Bruce Springsteen has always been a great story-teller. During his concerts in the mid to late 70s, we all looked forward to his “fabled monologs” that casually made their way into the middle of songs. I always felt cheated if I didn’t get at least two good stories at each show. These tall tales for the most part were about “growing up” (e.g. Catholic school, his paternal relationship, meeting his sax player, Clarence Clemons) and required the listener to try and dissect fact from fiction. So, I found it most fitting that in his current Broadway show, the first song played, and the one that set the tone for the evening, was “Growin’ Up” from his 1973 debut LP.
Springsteen on Broadway began in October 2017, and after three extensions, will finally come to an end this December 15th, the same night when it can be seen in its entirety from a special show recorded for Netflix. The show I saw was number 175 out of a whopping total of 236 performances. Liking to boast of never having held a real job, this last year was perhaps the most rigorous work schedule that the Boss has ever had to adhere to.
When the shows were first announced, yours truly was quite dismayed at the exorbitant ticket prices for this theatrical run that undoubtedly made Mr. Springsteen the richest man in South Jersey, if he wasn’t so already. I initially balked, but when the chance to buy tickets arose I gave in realizing that this would be a lifelong regret if I didn’t go. Despite my rabid fanaticism for Springsteen and his music (over 60 concerts since 1975), Ticketmaster surely didn’t respect who I was, and in what sounds like a bad day in baseball, I went “0 for 4” in the ticket lotteries. If it wasn’t for a lucky old friend who got the chance, but didn’t want to spring for the cash, I probably would have passed on paying scalper prices.
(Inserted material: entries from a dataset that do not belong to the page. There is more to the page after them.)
//! テスト用の共通ヘルパー

use std::collections::HashSet;

use parking_lot::Mutex;

use crate::error::InferenceError;
use crate::inference::{FeaturePayload, InferenceService};
use crate::types::{FeatureRow, TileRow};

/// 0.01度四方の正方形ポリゴン（GeoJSON文字列）
pub fn square(x: f64, y: f64) -> String {
    format!(
        r#"{{"type":"Polygon","coordinates":[[[{x},{y}],[{x1},{y}],[{x1},{y1}],[{x},{y1}],[{x},{y}]]]}}"#,
        x1 = x + 0.01,
        y1 = y + 0.01,
    )
}

pub fn row(id: &str, geometry: &str) -> TileRow {
    TileRow {
        id: id.to_string(),
        geometry: geometry.to_string(),
        features: FeatureRow::default(),
    }
}

/// 呼び出しを記録し、固定スコアを返す推論サービス
pub struct StubService {
    pub score: f64,
    pub failing: HashSet<String>,
    pub calls: Mutex<Vec<(String, usize, FeaturePayload)>>,
}

impl StubService {
    pub fn returning(score: f64) -> Self {
        Self {
            score,
            failing: HashSet::new(),
            calls: Mutex::new(Vec::new()),
        }
    }

    pub fn failing_for(mut self, ids: &[&str]) -> Self {
        self.failing = ids.iter().map(|s| s.to_string()).collect();
        self
    }

    pub fn called_ids(&self) -> Vec<String> {
        self.calls.lock().iter().map(|(id, _, _)| id.clone()).collect()
    }
}

impl InferenceService for StubService {
    async fn predict(
        &self,
        tile_id: &str,
        image: Vec<u8>,
        features: &FeaturePayload,
    ) -> Result<f64, InferenceError> {
        tokio::task::yield_now().await;
        self.calls
            .lock()
            .push((tile_id.to_string(), image.len(), features.clone()));
        if self.failing.contains(tile_id) {
            return Err(InferenceError::Status {
                status: 500,
                message: "stub failure".to_string(),
            });
        }
        Ok(self.score)
    }
}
But, fortunately I got a ticket and went, and I am quite glad that I did. Outside of a vacation, I can’t say that I ever spent $600 to do anything in my life. However, when all was said and done, in the moment, the thrill and enjoyment of seeing my musical hero up close in this intimate 960-seat theater seemed like it was worth every penny.
My friend and I arrived at the show right before the 7pm door-opening just in time to see Bruce arrive at the theatre in a black chauffeur-driven SUV. By then, 48th Street was packed with fans looking for a glimpse of the man including those lucky few who got prime positions at the stage door barriers to try for an autograph. After the show, there was a similar scene with Bruce exiting no less than 15 minutes after the show to sign a few more records and wave to the crowd from the running board of the SUV.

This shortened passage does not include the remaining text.